Calm yourself – this is not to disparage the work of the security forces and, therefore, those killed in the line of duty. Those that seek to defend Wangadya might recall her statement before parliament’s human rights committee when she contended that the media was deliberately exaggerating torture cases in the country.

Now she might be right; what do we privileged citizens unencumbered by the reality of torture know of the pain of a nail forcibly torn out of a finger? When Wangadya sympathizes with armed officers prevented, by law, from maiming and killing civilians, we wonder whose human rights the UHRC protects.
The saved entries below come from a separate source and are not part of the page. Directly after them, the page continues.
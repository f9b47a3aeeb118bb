//! Tab text parsing: line classification, token scanning, system
//! alignment, and document assembly.

pub mod document;
pub mod duration;
pub mod lines;
pub mod note;
pub mod system;

pub use document::{parse_tab, parse_tab_with_ticks};
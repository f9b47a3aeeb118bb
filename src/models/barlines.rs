//! Barline tokens and classification
//!
//! Barlines are the structural cut points of a system. Token scanning
//! prefers longer tokens, so `||o` never reads as `||` plus `o`.

use serde::{Deserialize, Serialize};

#[derive(Serialize, Deserialize, Clone, Copy, Debug, PartialEq, Eq)]
pub enum Barline {
    Single,       // |
    Double,       // ||
    RepeatStart,  // ||o
    RepeatEnd,    // o||
    DoubleEnding, // *|
}

impl Barline {
    /// Parse a barline from its exact token text
    pub fn parse(text: &str) -> Option<Self> {
        match text {
            "|" => Some(Barline::Single),
            "||" => Some(Barline::Double),
            "||o" => Some(Barline::RepeatStart),
            "o||" => Some(Barline::RepeatEnd),
            "*|" => Some(Barline::DoubleEnding),
            _ => None,
        }
    }

    /// Token text used when rendering
    pub fn token(&self) -> &'static str {
        match self {
            Barline::Single => "|",
            Barline::Double => "||",
            Barline::RepeatStart => "||o",
            Barline::RepeatEnd => "o||",
            Barline::DoubleEnding => "*|",
        }
    }
}

/// All tokens in scan order, longest first
pub const BAR_TOKENS: [&str; 5] = ["||o", "o||", "||", "*|", "|"];

/// Scan a row for barline tokens, yielding `(start_col, end_col, barline)`
/// with a half-open column range. Longer tokens win at equal positions.
pub fn find_bar_tokens(row: &[char]) -> Vec<(usize, usize, Barline)> {
    let mut found = Vec::new();
    let mut col = 0;
    while col < row.len() {
        let mut matched = false;
        for tok in BAR_TOKENS {
            let tok_chars: Vec<char> = tok.chars().collect();
            if col + tok_chars.len() <= row.len() && row[col..col + tok_chars.len()] == tok_chars[..]
            {
                // `parse` cannot fail for tokens out of BAR_TOKENS
                if let Some(bar) = Barline::parse(tok) {
                    found.push((col, col + tok_chars.len(), bar));
                    col += tok_chars.len();
                    matched = true;
                    break;
                }
            }
        }
        if !matched {
            col += 1;
        }
    }
    found
}

#[cfg(test)]
mod tests {
    use super::*;

    fn chars(s: &str) -> Vec<char> {
        s.chars().collect()
    }

    #[test]
    fn test_parse_tokens() {
        assert_eq!(Barline::parse("|"), Some(Barline::Single));
        assert_eq!(Barline::parse("||"), Some(Barline::Double));
        assert_eq!(Barline::parse("||o"), Some(Barline::RepeatStart));
        assert_eq!(Barline::parse("o||"), Some(Barline::RepeatEnd));
        assert_eq!(Barline::parse("*|"), Some(Barline::DoubleEnding));
        assert_eq!(Barline::parse("x"), None);
    }

    #[test]
    fn test_find_bar_tokens_prefers_longest() {
        let row = chars("||o x o|| y || z *| w |");
        let kinds: Vec<Barline> = find_bar_tokens(&row).iter().map(|t| t.2).collect();
        assert_eq!(
            kinds,
            vec![
                Barline::RepeatStart,
                Barline::RepeatEnd,
                Barline::Double,
                Barline::DoubleEnding,
                Barline::Single,
            ]
        );
    }

    #[test]
    fn test_round_trip_token_text() {
        for tok in BAR_TOKENS {
            assert_eq!(Barline::parse(tok).unwrap().token(), tok);
        }
    }
}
We juxtapose her remarks with Museveni’s comments to the judges that the rights of the people are supreme and come away more impotent. Who bears the greater responsibility for restraint and, therefore, the choice between shoot to kill or shoot to maim? We could be so bold as to hope for answers since our reality produces more discomfiting questions than we prefer to admit.

In the absence of answers, perhaps making money from the killings is the lesser evil. May the police report sell like a hot cake, and may the pirated copies bring a cure for our impotence!